Converting a Gomoku winning strategy from a small board to a winning strategy on a larger board

Gomoku is the game where Black and White take turns placing stones of their own color, and the winner is the player who first gets five of their own stones in a row. Black moves first.

In Gomoku on an infinite big board, I made the following claim:

If Black can win on a $15\times 15$ board, he can certainly win on an infinite board, since he can pretend to be playing on a $15\times 15$ board, and if White plays outside the imaginary boundary, so much the better for Black.

I am no longer happy with this argument. Here is a counterargument:

Suppose Black pretends to be playing on a $15\times 15$ board, making all his moves inside the imaginary boundary of a $15\times 15$ region. If White has the opportunity to make any five moves outside the imaginary boundary before Black wins inside the boundary, White will win first. Thus if White can find a strategy $S$ for the $15\times 15$ board that delays Black's win long enough for her to pass five times, then she can win on the infinite board by playing $S$ against Black, and using her pass moves to play outside the imaginary boundary.

My idea is that Black's winning strategy might take a long time to execute, say 103 moves, and perhaps pass moves by White only allow Black to speed up his win by a moderate amount; say by passing at the correct times, White can still force Black to take 37 moves to win. Then despite Black's winning strategy for the $15\times 15$ board, White can win on the infinite board if Black does not defend outside the $15\times15$ region.

One of the two arguments must fail. Right now, I think it's the first one that fails. My questions are:

  1. Is there some reason that I've overlooked that the notional winning strategy $S$ for White can't exist?

  2. If there isn't, does such a strategy exist?

  3. Is there any way in general to convert winning strategies on smaller boards to winning strategies on a larger boards?


Solution 1:

In József Beck's book Combinatorial Games: Tic-Tac-Toe Theory, he states the following open problems ("unrestricted $5$-in a row" is Gomoku on an infinite board):

Open Problem 4.1. Is it true that unrestricted $5$-in-a-row is a first player win?

Open Problem 4.2. Is it true that unrestricted $n$-in-a-row is a draw for every $n\ge6$?

There are some relevant counterexamples in the more general setting of "positional games". The following information is from pp. 78-84 of József Beck's book.

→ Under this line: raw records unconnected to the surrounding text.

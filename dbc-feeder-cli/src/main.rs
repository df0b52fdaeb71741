//! DBC Feeder CLI Application
//!
//! Command-line front end for the dbc-feeder library: resolves settings
//! from arguments, environment and an optional TOML file, creates the
//! backend client and runs the feeder until interrupted.

use anyhow::{Context, Result};
use clap::Parser;
use dbc_feeder::backend::create_client;
use dbc_feeder::{BackendKind, Feeder};
use std::path::PathBuf;
use std::sync::atomic::{AtomicBool, Ordering};
use std::sync::Arc;

mod config;

/// DBC Feeder - Synchronize CAN signals with VSS datapoints
#[derive(Parser, Debug)]
#[command(name = "dbcfeeder")]
#[command(about = "Feed CAN signals described by DBC files into VSS, and back", long_about = None)]
#[command(version)]
struct Args {
    /// Path to configuration file (TOML)
    #[arg(short, long, value_name = "FILE")]
    config: Option<PathBuf>,

    /// DBC file(s) to read message definitions from (comma separated or repeated)
    #[arg(long = "dbcfile", value_name = "FILE", env = "DBC_FILE", value_delimiter = ',')]
    dbc_files: Vec<PathBuf>,

    /// Replay recorded CAN traffic from a candump log
    #[arg(long, value_name = "FILE", env = "CANDUMP_FILE")]
    dumpfile: Option<PathBuf>,

    /// Name of the CAN interface
    #[arg(long, value_name = "DEVICE", env = "CAN_PORT")]
    canport: Option<String>,

    /// Decode SAE J1939 messages
    #[arg(long, env = "USE_J1939")]
    use_j1939: bool,

    /// Read the live bus even if a dump file is configured
    #[arg(long)]
    use_socketcan: bool,

    /// Open the bus interface in CAN-FD mode
    #[arg(long)]
    canfd: bool,

    /// Mapping file between DBC signals and VSS paths
    #[arg(long, value_name = "FILE", env = "MAPPING_FILE")]
    mapping: Option<PathBuf>,

    /// Default values for DBC signals, needed for vss2dbc
    #[arg(long, value_name = "FILE", env = "DBC_DEFAULT_FILE")]
    dbc_default: Option<PathBuf>,

    /// Backend to write VSS datapoints to (datapoint-log, local-broker)
    #[arg(long, value_name = "TYPE", env = "SERVER_TYPE")]
    server_type: Option<BackendKind>,

    /// Output file for the datapoint-log backend (default: stdout)
    #[arg(short, long, value_name = "FILE")]
    output: Option<PathBuf>,

    /// Accept DBC messages whose signals do not fit the declared length
    #[arg(long)]
    lax_dbc_parsing: bool,

    /// Monitor CAN and forward mapped signals to VSS
    #[arg(long)]
    dbc2vss: bool,

    /// Do not monitor CAN
    #[arg(long)]
    no_dbc2vss: bool,

    /// Monitor VSS target values and send them to CAN
    #[arg(long)]
    vss2dbc: bool,

    /// Do not send to CAN
    #[arg(long)]
    no_vss2dbc: bool,

    /// Verbosity level (can be repeated: -v, -vv)
    #[arg(short, long, action = clap::ArgAction::Count)]
    verbose: u8,

    /// Suppress all output except errors
    #[arg(short, long)]
    quiet: bool,
}

impl Args {
    fn overrides(&self) -> config::Overrides {
        config::Overrides {
            dbc_files: self.dbc_files.clone(),
            dump_file: self.dumpfile.clone(),
            can_port: self.canport.clone(),
            use_j1939: self.use_j1939,
            use_socketcan: self.use_socketcan,
            can_fd: self.canfd,
            mapping: self.mapping.clone(),
            dbc_default: self.dbc_default.clone(),
            server_type: self.server_type,
            output: self.output.clone(),
            lax_dbc_parsing: self.lax_dbc_parsing,
            dbc2vss: direction(self.dbc2vss, self.no_dbc2vss),
            vss2dbc: direction(self.vss2dbc, self.no_vss2dbc),
        }
    }
}

/// An explicit "no" beats an explicit "yes"
fn direction(enable: bool, disable: bool) -> Option<bool> {
    if disable {
        Some(false)
    } else if enable {
        Some(true)
    } else {
        None
    }
}

fn main() -> Result<()> {
    let args = Args::parse();
    init_logging(args.verbose, args.quiet);

    log::info!("DBC Feeder CLI v{}", env!("CARGO_PKG_VERSION"));
    log::info!("Using dbc-feeder library v{}", dbc_feeder::VERSION);

    let file_config = match config::locate_config(args.config.as_deref()) {
        Some(path) => {
            log::info!("Loading configuration from: {:?}", path);
            config::load_config(&path)?
        }
        None => {
            log::info!("No configuration file found, using command line and defaults");
            config::AppConfig::default()
        }
    };
    let settings = config::resolve(&args.overrides(), &file_config)?;
    log::debug!("Resolved settings: {:?}", settings);

    let client = create_client(settings.backend_kind, &settings.backend)
        .context("Failed to create backend client")?;
    let feeder = Arc::new(Feeder::new(client, settings.dbc2vss, settings.vss2dbc));
    install_stop_handler(feeder.clone())?;

    log::info!("Starting CAN feeder");
    feeder.start(&settings.feeder).context("Feeder failed")?;

    Ok(())
}

/// Stop the feeder on Ctrl+C / SIGTERM; a second request exits at once
fn install_stop_handler(feeder: Arc<Feeder>) -> Result<()> {
    let requested = AtomicBool::new(false);

    ctrlc::set_handler(move || {
        if requested.swap(true, Ordering::SeqCst) || !feeder.is_running() {
            log::warn!("Shutting down now!");
            std::process::exit(1);
        }
        log::info!("Received stop request, stopping...");
        feeder.stop();
    })
    .context("Failed to install signal handler")
}

/// Initialize logging based on verbosity level
///
/// `RUST_LOG`, when set, refines the level chosen by the flags.
fn init_logging(verbose: u8, quiet: bool) {
    use env_logger::Builder;
    use log::LevelFilter;
    use std::io::Write;

    let level = if quiet {
        LevelFilter::Error
    } else {
        match verbose {
            0 => LevelFilter::Info,
            1 => LevelFilter::Debug,
            _ => LevelFilter::Trace,
        }
    };

    let mut builder = Builder::new();
    builder.filter_level(level);
    if let Ok(filters) = std::env::var("RUST_LOG") {
        builder.parse_filters(&filters);
    }
    builder
        .format(|buf, record| {
            writeln!(
                buf,
                "[{} {}] {}",
                record.level(),
                record.target(),
                record.args()
            )
        })
        .init();
}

A positional game is defined by a hypergraph $(V,E)$ where $V$ is the vertex set (or board) and $E$ is the set of (hyper-)edges (or winning sets), a collection of nonempty finite subsets of $E$. Two players take turns picking (previously unpicked) vertices; the game is won by the first player to succeed in picking all the vertices of a winning set.

The following example, attributed to Fred Galvin, illustrates what Beck calls "the Induced Extra Set Paradox". The board is $V=\{1,2,3,4,5,6,7\}$; the winning sets are $\{1,2,3\},\{1,3,4\},\{1,4,5\},\{1,2,5\},\{4,5,6\},\{4,5,7\},\{6,7\}$. This game is a draw, but it becomes a first-player win if the board is restricted to the subset $\{1,2,3,4\}$ with winning sets $\{1,2,3\},\{1,3,4\},\{1,4,5\},\{1,2,5\}$.

In Galvin's example the hypergraph is non-uniform, meaning that the winning sets are not all the same size. Here is a slightly larger example of the same phenomenon, attributed to Sujith Vijay, where the winning sets are all triples: the board is $V=\{1,2,3,4,5,6,7,8,9\}$, the winning sets are $\{1,2,3\},\{1,2,4\},\{1,2,5\},\{1,3,4\},\{1,5,6\},\{3,5,7\},\{2,4,8\},\{2,6,9\}$. This game is a draw, but the restriction to the board $\{1,2,3,4,5,6,7\}$ is a first-player win.

Beck states the following open problems concerning generalized Tic-Tac-Toe, analogous to your question 3:

Open Problem 5.2 Is it true that, if the $n^d$ Tic-Tac-Toe is a first player win, then the $n^D$ game, where $D\gt d$, is also a win?

Open Problem 5.3. Is it true that, if the $n^d$ game is a draw, then the $(n+1)^d$ game is also a draw?

Solution 2:

Yes, the strategy stealing argument works on all board sizes to prove white cannot win. I agree that it is possible that black must play outside the original $15 \times 15$ to block white. You are assuming that black will select at the start a $15 \times 15$ area to play in that will be a win, but that is not required. If the board is $19 \times 19$, black is allowed to play anywhere on the board. I can't see an easy proof that black winning on $15 \times 15$ proves he wins on all larger boards. It could be that the flow in the$15 \times 15$ case lets white make threats on a larger board that take more moves for black to counter than white took to set up. That would allow some board sizes greater than $15 \times 15$ to be a draw, but no way white wins.